[Stored data entries]
»»

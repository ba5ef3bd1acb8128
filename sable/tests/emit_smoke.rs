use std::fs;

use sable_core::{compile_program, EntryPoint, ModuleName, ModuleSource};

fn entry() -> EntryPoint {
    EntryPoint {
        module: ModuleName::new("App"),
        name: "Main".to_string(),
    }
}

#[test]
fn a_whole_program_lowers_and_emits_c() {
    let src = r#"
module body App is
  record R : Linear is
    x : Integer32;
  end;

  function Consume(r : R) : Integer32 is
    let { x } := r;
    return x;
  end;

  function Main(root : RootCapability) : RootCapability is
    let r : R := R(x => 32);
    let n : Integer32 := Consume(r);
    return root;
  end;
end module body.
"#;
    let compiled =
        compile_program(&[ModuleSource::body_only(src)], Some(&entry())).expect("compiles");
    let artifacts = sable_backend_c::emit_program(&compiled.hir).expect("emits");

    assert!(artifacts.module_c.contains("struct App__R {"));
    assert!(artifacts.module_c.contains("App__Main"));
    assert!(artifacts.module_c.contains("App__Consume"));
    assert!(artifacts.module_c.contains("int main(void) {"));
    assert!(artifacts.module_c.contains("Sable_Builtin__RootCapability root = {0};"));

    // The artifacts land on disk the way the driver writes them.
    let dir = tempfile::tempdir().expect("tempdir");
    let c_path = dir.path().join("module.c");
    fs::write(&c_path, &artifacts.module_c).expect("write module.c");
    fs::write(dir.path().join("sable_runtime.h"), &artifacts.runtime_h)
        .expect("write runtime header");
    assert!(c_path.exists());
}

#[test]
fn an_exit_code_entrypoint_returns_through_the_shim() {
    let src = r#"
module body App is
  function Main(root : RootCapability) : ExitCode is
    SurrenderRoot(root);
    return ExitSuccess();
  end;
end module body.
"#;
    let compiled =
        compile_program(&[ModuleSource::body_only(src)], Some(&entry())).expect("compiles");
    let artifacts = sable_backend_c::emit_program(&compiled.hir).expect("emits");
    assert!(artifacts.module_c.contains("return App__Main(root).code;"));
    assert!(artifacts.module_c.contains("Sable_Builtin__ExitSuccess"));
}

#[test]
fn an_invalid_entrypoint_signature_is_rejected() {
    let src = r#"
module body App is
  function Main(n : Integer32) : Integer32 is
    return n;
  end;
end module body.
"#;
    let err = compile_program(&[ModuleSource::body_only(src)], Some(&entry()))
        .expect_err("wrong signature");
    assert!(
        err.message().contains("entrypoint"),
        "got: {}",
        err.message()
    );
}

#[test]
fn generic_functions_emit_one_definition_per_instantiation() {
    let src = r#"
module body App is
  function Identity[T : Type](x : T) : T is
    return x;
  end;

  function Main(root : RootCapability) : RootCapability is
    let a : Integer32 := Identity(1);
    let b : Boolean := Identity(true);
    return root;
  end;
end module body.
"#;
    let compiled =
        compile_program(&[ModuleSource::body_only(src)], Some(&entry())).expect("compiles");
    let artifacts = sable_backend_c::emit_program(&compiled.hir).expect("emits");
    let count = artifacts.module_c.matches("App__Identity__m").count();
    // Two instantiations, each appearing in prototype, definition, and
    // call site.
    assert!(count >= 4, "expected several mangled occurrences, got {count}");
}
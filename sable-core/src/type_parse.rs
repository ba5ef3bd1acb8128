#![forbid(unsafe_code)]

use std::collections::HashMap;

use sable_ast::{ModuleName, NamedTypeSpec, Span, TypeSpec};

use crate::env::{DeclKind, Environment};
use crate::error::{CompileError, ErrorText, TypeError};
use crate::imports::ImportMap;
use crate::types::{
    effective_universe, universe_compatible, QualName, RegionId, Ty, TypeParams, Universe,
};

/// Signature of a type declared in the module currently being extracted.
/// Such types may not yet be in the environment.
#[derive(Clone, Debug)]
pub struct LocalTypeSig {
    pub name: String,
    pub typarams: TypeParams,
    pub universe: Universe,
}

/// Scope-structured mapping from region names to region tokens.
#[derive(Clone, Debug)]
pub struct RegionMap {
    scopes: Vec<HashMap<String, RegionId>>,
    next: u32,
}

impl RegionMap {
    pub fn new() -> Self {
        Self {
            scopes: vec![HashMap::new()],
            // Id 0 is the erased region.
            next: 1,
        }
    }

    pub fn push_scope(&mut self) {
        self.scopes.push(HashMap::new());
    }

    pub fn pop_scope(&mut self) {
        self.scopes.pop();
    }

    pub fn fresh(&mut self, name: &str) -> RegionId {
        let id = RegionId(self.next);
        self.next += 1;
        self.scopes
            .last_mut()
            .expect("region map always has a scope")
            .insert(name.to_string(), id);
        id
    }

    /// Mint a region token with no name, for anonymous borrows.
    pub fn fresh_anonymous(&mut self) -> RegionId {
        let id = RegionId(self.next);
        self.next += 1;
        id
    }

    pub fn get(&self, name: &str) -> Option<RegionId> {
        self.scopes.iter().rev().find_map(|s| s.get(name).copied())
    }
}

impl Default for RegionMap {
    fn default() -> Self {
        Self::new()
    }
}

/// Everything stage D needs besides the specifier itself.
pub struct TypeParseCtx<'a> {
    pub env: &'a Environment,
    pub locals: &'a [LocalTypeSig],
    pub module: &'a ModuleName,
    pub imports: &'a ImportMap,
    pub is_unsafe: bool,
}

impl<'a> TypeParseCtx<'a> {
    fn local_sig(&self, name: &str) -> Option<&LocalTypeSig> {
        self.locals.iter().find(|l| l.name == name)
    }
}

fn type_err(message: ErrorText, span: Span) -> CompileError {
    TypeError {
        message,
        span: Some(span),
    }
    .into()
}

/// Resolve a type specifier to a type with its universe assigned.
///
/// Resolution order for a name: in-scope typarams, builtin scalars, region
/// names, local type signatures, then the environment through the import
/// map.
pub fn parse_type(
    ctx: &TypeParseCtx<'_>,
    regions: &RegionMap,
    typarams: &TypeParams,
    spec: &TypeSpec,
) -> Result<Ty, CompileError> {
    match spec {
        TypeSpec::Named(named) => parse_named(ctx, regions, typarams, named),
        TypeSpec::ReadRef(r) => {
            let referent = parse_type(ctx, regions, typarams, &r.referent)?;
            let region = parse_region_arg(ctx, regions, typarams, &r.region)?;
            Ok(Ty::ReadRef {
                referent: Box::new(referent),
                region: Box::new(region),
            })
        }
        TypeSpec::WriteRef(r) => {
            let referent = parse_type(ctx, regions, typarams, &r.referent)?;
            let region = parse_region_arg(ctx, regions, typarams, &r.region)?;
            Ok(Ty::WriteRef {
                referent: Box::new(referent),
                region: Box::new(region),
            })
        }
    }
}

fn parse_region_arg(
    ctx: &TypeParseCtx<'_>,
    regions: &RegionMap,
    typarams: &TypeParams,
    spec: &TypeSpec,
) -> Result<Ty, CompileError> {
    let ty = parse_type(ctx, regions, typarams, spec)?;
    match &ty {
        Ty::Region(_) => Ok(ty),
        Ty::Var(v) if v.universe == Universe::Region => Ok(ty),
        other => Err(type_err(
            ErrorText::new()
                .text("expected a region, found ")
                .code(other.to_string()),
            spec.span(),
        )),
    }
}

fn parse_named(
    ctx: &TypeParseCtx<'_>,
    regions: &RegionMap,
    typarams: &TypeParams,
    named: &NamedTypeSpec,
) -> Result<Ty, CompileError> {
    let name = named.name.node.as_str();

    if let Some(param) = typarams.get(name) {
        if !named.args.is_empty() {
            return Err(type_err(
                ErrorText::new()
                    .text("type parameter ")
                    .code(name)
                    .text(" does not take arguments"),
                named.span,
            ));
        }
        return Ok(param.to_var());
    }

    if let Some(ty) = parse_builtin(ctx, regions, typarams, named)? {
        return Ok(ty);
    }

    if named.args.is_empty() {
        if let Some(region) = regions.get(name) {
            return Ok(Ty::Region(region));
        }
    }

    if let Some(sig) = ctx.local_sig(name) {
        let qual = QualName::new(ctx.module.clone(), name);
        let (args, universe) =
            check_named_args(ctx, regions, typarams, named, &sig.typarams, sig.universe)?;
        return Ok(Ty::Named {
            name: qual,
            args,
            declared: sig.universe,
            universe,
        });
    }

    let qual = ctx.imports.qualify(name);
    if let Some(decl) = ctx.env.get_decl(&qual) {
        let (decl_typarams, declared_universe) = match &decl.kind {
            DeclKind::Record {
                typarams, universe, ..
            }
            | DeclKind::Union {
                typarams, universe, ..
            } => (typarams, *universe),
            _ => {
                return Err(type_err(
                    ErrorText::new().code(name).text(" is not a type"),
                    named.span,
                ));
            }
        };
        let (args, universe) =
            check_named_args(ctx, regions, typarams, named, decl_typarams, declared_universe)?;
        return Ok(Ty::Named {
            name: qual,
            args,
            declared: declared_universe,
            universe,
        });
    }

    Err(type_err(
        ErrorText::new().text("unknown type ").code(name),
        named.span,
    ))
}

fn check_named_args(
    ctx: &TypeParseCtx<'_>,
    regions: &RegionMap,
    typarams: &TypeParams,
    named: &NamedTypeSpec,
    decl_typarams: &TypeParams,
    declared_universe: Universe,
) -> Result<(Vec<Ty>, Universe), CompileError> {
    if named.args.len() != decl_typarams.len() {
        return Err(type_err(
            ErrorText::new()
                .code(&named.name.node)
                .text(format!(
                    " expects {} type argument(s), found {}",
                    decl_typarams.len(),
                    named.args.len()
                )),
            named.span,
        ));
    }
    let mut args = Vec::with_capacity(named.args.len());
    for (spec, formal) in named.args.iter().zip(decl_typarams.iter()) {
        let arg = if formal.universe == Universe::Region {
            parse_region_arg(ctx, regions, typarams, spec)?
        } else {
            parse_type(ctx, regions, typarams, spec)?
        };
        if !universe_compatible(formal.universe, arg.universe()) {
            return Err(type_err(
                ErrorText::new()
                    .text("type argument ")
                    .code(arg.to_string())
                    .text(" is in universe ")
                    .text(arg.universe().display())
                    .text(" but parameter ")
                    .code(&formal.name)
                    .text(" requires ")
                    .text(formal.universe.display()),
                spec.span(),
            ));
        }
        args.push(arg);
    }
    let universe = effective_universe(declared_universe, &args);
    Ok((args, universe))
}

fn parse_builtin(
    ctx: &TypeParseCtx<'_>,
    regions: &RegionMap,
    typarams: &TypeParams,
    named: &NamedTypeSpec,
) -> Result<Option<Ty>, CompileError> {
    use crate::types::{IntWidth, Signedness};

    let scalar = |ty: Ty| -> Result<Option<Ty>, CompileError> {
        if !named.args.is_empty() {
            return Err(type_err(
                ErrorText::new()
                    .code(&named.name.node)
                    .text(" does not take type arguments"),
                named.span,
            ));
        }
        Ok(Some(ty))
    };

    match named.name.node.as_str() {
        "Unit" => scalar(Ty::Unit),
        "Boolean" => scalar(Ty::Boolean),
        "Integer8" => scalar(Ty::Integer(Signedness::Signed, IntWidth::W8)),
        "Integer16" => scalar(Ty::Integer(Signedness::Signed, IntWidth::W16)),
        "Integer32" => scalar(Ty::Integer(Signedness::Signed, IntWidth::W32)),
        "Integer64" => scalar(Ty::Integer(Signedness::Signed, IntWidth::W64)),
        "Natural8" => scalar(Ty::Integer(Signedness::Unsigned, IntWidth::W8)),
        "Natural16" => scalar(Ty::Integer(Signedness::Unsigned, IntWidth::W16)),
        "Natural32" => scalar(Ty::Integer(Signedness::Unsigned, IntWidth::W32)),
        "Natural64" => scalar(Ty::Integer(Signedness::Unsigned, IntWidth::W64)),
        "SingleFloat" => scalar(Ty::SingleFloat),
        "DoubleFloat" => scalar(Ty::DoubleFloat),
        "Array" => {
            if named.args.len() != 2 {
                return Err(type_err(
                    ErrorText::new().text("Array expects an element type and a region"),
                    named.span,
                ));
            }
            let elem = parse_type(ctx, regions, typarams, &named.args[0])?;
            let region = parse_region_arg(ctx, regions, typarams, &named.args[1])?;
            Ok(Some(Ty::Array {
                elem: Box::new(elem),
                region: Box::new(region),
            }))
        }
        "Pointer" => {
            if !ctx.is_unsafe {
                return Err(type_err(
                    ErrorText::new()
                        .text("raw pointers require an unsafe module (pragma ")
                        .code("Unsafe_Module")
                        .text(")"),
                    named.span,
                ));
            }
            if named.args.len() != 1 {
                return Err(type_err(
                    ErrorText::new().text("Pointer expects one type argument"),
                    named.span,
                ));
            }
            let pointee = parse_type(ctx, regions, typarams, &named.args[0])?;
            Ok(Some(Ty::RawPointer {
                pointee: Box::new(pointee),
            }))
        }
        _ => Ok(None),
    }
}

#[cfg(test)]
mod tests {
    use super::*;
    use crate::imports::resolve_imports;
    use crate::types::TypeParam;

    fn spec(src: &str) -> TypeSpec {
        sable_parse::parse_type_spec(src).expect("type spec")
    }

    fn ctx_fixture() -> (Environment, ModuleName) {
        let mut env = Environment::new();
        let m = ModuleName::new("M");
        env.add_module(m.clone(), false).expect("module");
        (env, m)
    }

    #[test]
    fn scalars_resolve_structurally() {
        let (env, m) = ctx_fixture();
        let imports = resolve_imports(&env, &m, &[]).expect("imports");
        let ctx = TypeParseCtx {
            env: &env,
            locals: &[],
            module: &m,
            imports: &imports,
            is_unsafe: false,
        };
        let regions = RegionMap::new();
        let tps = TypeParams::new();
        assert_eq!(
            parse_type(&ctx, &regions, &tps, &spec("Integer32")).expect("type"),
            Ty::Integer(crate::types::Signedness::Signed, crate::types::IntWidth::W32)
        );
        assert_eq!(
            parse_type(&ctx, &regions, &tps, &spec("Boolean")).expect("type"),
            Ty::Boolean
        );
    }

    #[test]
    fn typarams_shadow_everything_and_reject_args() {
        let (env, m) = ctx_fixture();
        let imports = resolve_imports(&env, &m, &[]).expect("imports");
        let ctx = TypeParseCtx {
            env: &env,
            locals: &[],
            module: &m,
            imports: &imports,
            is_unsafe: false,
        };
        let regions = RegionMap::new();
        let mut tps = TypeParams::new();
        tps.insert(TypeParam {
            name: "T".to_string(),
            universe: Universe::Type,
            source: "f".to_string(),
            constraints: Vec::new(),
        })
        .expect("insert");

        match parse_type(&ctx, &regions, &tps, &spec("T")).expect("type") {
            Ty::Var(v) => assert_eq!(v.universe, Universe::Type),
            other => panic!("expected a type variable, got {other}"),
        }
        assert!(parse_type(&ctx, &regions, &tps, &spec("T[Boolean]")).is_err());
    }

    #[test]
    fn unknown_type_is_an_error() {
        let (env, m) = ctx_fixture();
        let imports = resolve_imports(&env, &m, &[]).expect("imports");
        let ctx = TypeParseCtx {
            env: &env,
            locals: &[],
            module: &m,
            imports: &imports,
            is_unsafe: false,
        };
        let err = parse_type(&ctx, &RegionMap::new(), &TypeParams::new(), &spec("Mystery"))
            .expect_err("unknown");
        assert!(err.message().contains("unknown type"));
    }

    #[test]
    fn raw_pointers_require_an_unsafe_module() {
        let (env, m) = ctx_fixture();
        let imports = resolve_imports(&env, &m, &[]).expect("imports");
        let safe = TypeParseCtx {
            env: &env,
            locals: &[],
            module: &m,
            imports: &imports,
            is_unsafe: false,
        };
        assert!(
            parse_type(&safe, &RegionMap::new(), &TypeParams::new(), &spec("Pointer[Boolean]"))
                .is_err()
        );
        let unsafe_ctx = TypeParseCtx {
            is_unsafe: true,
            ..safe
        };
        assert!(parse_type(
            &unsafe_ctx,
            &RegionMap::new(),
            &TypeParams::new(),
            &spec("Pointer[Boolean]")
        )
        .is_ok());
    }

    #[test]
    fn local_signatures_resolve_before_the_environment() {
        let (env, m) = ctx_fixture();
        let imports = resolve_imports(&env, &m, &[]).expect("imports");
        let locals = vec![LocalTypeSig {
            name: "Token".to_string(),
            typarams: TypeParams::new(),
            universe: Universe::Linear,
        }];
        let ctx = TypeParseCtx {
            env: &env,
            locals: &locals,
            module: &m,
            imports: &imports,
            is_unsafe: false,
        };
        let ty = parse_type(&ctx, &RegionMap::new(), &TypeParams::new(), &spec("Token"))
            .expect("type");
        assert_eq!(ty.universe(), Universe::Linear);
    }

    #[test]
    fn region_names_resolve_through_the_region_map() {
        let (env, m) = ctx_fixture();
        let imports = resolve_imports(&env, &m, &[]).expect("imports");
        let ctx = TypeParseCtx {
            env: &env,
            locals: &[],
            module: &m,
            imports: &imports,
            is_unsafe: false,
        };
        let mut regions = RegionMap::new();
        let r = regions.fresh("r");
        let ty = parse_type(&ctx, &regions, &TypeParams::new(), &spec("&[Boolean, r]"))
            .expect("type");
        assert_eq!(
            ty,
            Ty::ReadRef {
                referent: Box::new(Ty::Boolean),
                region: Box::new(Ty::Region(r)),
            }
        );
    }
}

««

WORK ORDER
Read the entries and select each line where the word "RegionId" is found.

OUTPUT OF THE TASK
    effective_universe, universe_compatible, QualName, RegionId, Ty, TypeParams, Universe,
    scopes: Vec<HashMap<String, RegionId>>,
    pub fn fresh(&mut self, name: &str) -> RegionId {
        let id = RegionId(self.next);
    pub fn fresh_anonymous(&mut self) -> RegionId {
        let id = RegionId(self.next);
    pub fn get(&self, name: &str) -> Option<RegionId> {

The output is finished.